The researchers identified “very subtle movements of the animal linked to precise decision-making”. (DR)

The idea was not to determine emotions but rather “animal cognitive thinking processes”. Concretely, the researchers identified “very subtle movements of the animal linked to precise decision-making”. It seems a priori complicated to associate a movement with an action intention. “What really surprised us was the fact that these thoughts were ‘mapped’ onto the mice’s faces in a very stereotypical way regardless of the individual. »

Transposable to humans?

Fanny Cazettes assures us: in this experiment, “we know exactly what the statistics of the task we are proposing to the mouse are. We record all these variables and, in our mathematical models, we can control whether they produce an effect or not..

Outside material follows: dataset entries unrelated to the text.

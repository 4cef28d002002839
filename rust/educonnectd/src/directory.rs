use crate::db::{self, now_stamp, Table};
use crate::model::{Choice, Gender, ParentRelationship, SubjectCategory};
use crate::reconcile::derive_subject_code;
use rusqlite::{Connection, OptionalExtension, Transaction};
use serde::de::{DeserializeOwned, Error as _};
use serde::{Deserialize, Deserializer, Serialize};
use serde_json::{json, Value};

#[derive(Debug, thiserror::Error)]
pub enum DirectoryError {
    #[error("{entity} already exists: {key}")]
    AlreadyExists { entity: &'static str, key: String },
    #[error("{entity} {id} not found")]
    NotFound { entity: &'static str, id: i64 },
    #[error("{0}")]
    Invalid(String),
    #[error(transparent)]
    Storage(#[from] rusqlite::Error),
}

impl DirectoryError {
    pub fn code(&self) -> &'static str {
        match self {
            Self::AlreadyExists { .. } => "already_exists",
            Self::NotFound { .. } => "not_found",
            Self::Invalid(_) => "bad_params",
            Self::Storage(_) => "db_insert_failed",
        }
    }
}

/// Create payload: one record, or `{items: [...]}` for a batch.
#[derive(Debug)]
pub enum Payload<T> {
    Batch { items: Vec<T> },
    Single(T),
}

// Decoded by hand so a bad batch item reports its index and field.
impl<'de, T: DeserializeOwned> Deserialize<'de> for Payload<T> {
    fn deserialize<D: Deserializer<'de>>(deserializer: D) -> Result<Self, D::Error> {
        let mut value = Value::deserialize(deserializer)?;
        let Some(items) = value.get_mut("items").map(Value::take) else {
            return serde_json::from_value(value)
                .map(Payload::Single)
                .map_err(D::Error::custom);
        };
        let Value::Array(items) = items else {
            return Err(D::Error::custom("items must be an array"));
        };
        items
            .into_iter()
            .enumerate()
            .map(|(i, item)| {
                serde_json::from_value(item)
                    .map_err(|e| D::Error::custom(format!("items[{i}]: {e}")))
            })
            .collect::<Result<Vec<T>, D::Error>>()
            .map(|items| Payload::Batch { items })
    }
}

#[derive(Debug, Serialize)]
pub struct BatchCreated {
    pub created: Vec<Value>,
    pub skipped: usize,
}

/// A directory record that can be inserted under a natural key.
pub trait NewRecord: DeserializeOwned {
    const ENTITY: &'static str;

    /// Natural key used in duplicate reports.
    fn key(&self) -> String;

    fn validate(&self) -> Result<(), DirectoryError> {
        Ok(())
    }

    /// Checks referenced rows exist.
    fn check_refs(&self, _tx: &Transaction) -> Result<(), DirectoryError> {
        Ok(())
    }

    fn is_duplicate(&self, tx: &Transaction) -> rusqlite::Result<bool>;

    fn insert(&self, tx: &Transaction) -> rusqlite::Result<Value>;
}

fn require_row(
    tx: &Transaction,
    table: Table,
    entity: &'static str,
    id: i64,
) -> Result<(), DirectoryError> {
    if db::row_exists(tx, table, id)? {
        Ok(())
    } else {
        Err(DirectoryError::NotFound { entity, id })
    }
}

fn require_text(field: &str, value: &str) -> Result<(), DirectoryError> {
    if value.trim().is_empty() {
        return Err(DirectoryError::Invalid(format!("{field} must not be empty")));
    }
    Ok(())
}

fn exists(tx: &Transaction, sql: &str, params: impl rusqlite::Params) -> rusqlite::Result<bool> {
    Ok(tx
        .query_row(sql, params, |r| r.get::<_, i64>(0))
        .optional()?
        .is_some())
}
//! Client library for the Delta stream relay
//!
//! `StreamClient` opens the SSE stream, `ControlClient` changes the
//! session's interest set, and `MarketStore` folds stream events into a
//! market snapshot plus upstream status.

pub mod control;
mod http;
pub mod sse;
pub mod store;
pub mod stream;

pub use control::{ControlClient, RelayStatus, CLIENT_ID_HEADER};
pub use http::{CONNECT_TIMEOUT, REQUEST_TIMEOUT};
pub use sse::{SseFrame, SseParser};
pub use store::{ConnectionStatus, MarketStore, StoreChange};
pub use stream::{EventStream, StreamClient};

Read also: Why do we continue to use animals for scientific research?

Could this “predictability” be transposable to other animals, or even humans? “We are almost sure of it, especially on primates. Both apes and humans have even more subtle facial expressions than the mouse. » The advantage of the mouse is that it can easily record brain activity to test hypotheses. If, for the moment, researchers have limited themselves to a few actions, the range of interpretable thoughts could quickly expand.

Applied to humans, this less expensive and less invasive method could be of interest in clinical medicine. “We could diagnose mental pathologies that are difficult to characterize, psychiatric disorders such as bipolarity or schizophrenia”says Fanny Cazettes.

But it can also be worrying. Without ethical regulation, it would present a risk to mental privacy. And it could power a social control with “all the cameras there are in the street and even the videos that people post on social networks of their own free will”recognizes the neuroscientist. Researchers have already been contacted by labs working on humans.